Voiture bahreïnie à la gloire des 6 souverains du CCG (1/2012)

Crédit photo : Jean-Paul Burdy

La crise ouverte début mars 2014 au sein du Conseil de coopération du Golfe (CCG) et opposant principalement Riyad, Manama et Abou Dhabi à Doha, autour du soutien apporté par le Qatar aux Frères musulmans fait désormais ressortir un certain nombre de contradictions qui fragilisent l’organisation régionale, isolent très relativement, le Qatar, sans pour autant offrir de gain significatif à l’Arabie saoudite, qui avait déjà subi peu de temps auparavant une sévère rebuffade de ses partenaires sur l’avenir des relations entre les pétromonarchies.

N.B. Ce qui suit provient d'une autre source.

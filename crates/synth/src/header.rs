//! Copyright/license header injection.
//!
//! The generated file is exactly `comment_each_line(template) + body`, so the
//! body can always be recovered by stripping the commented template again.

use crate::unit::GeneratedUnit;
use mockgen_model::{MockgenError, Result};

const COMMENT_MARKER: &str = "// ";

/// Prefix every non-empty template line with `// `; empty lines stay empty.
///
/// The result always ends with a newline unless the template is empty.
pub fn comment_each_line(template: &str) -> String {
    if template.is_empty() {
        return String::new();
    }
    let mut commented = template
        .split('\n')
        .map(|line| {
            if line.is_empty() {
                String::new()
            } else {
                format!("{COMMENT_MARKER}{line}")
            }
        })
        .collect::<Vec<_>>()
        .join("\n");
    if !commented.ends_with('\n') {
        commented.push('\n');
    }
    commented
}

/// Attach the commented template to a unit; `None` leaves it without a header
pub fn inject_header(mut unit: GeneratedUnit, template: Option<&str>) -> GeneratedUnit {
    unit.header = template.map(comment_each_line).filter(|h| !h.is_empty());
    unit
}

/// Remove the commented template from the front of generated output
pub fn strip_header<'a>(output: &'a str, template: &str) -> Result<&'a str> {
    let prefix = comment_each_line(template);
    output
        .strip_prefix(prefix.as_str())
        .ok_or(MockgenError::HeaderMismatch {
            expected_prefix_len: prefix.len(),
        })
}

#[cfg(test)]
mod tests {
    use super::*;
    use pretty_assertions::assert_eq;

    #[test]
    fn blank_lines_stay_blank() {
        assert_eq!(
            comment_each_line("Copyright 2020 Example\n\nLicensed under MIT\n"),
            "// Copyright 2020 Example\n\n// Licensed under MIT\n"
        );
    }

    #[test]
    fn unterminated_template_gets_newline() {
        assert_eq!(comment_each_line("one\ntwo"), "// one\n// two\n");
        assert_eq!(comment_each_line(""), "");
    }

    #[test]
    fn header_prefix_law() {
        let body = "// Code generated by MockGen. DO NOT EDIT.\npackage mock\n";
        for template in ["Line one\nLine two\n", "Line one\nLine two", "\nA\n\n", "x"] {
            let unit = inject_header(GeneratedUnit::new(body, Vec::new()), Some(template));
            let output = unit.render();
            assert_eq!(output, format!("{}{body}", comment_each_line(template)));
            assert_eq!(strip_header(&output, template).unwrap(), body);
        }
    }

    #[test]
    fn no_template_means_no_header() {
        let body = "package mock\n";
        let unit = inject_header(GeneratedUnit::new(body, Vec::new()), None);
        assert_eq!(unit.render(), body);
    }

    #[test]
    fn missing_header_is_a_mismatch() {
        let err = strip_header("package mock\n", "Copyright\n").unwrap_err();
        assert!(matches!(
            err,
            MockgenError::HeaderMismatch {
                expected_prefix_len: 13
            }
        ));
    }
}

A lire : 5 mars 2014. Le Qatar mis en accusation : une crise politique sans précédent au sein du Conseil de coopération du Golfe

L’échec de la proposition saoudienne d’Union arabe du Golfe

Entre décembre 2013 et mars 2014, l’Arabie saoudite a opéré un changement de positionnement qui peut surprendre. En effet, lors du sommet du CCG à Koweït du 10 au 13 décembre 2013, Riyad a appelé à un approfondissement de l’intégration du Golfe, à travers une Union des Etats arabes du Golfe. Ses partenaires n’ont, à l’évidence, pas voulu en entendre parler, seul Manama a, sans surprise, déclaré son intérêt [1]. C’est une énième mais très évidente manifestation des réticences permanentes des petites monarchies face à une perspective qui ne pourrait que renforcer l’hégémonisme du royaume saoudien, avec lesquels les contentieux sont par ailleurs nombreux - et pas seulement sur la délimitation des frontières après 1971. En effet, la création d’une Union aurait pour conséquence immédiate la nécessité de définir des politiques communes, en particulier en matière de politique étrangère. Avec, à la clé, la question centrale des relations avec l’Iran. Cette perspective est inimaginable pour la plupart des acteurs concernés : seul le Bahreïn n’y verrait pas d’inconvénient.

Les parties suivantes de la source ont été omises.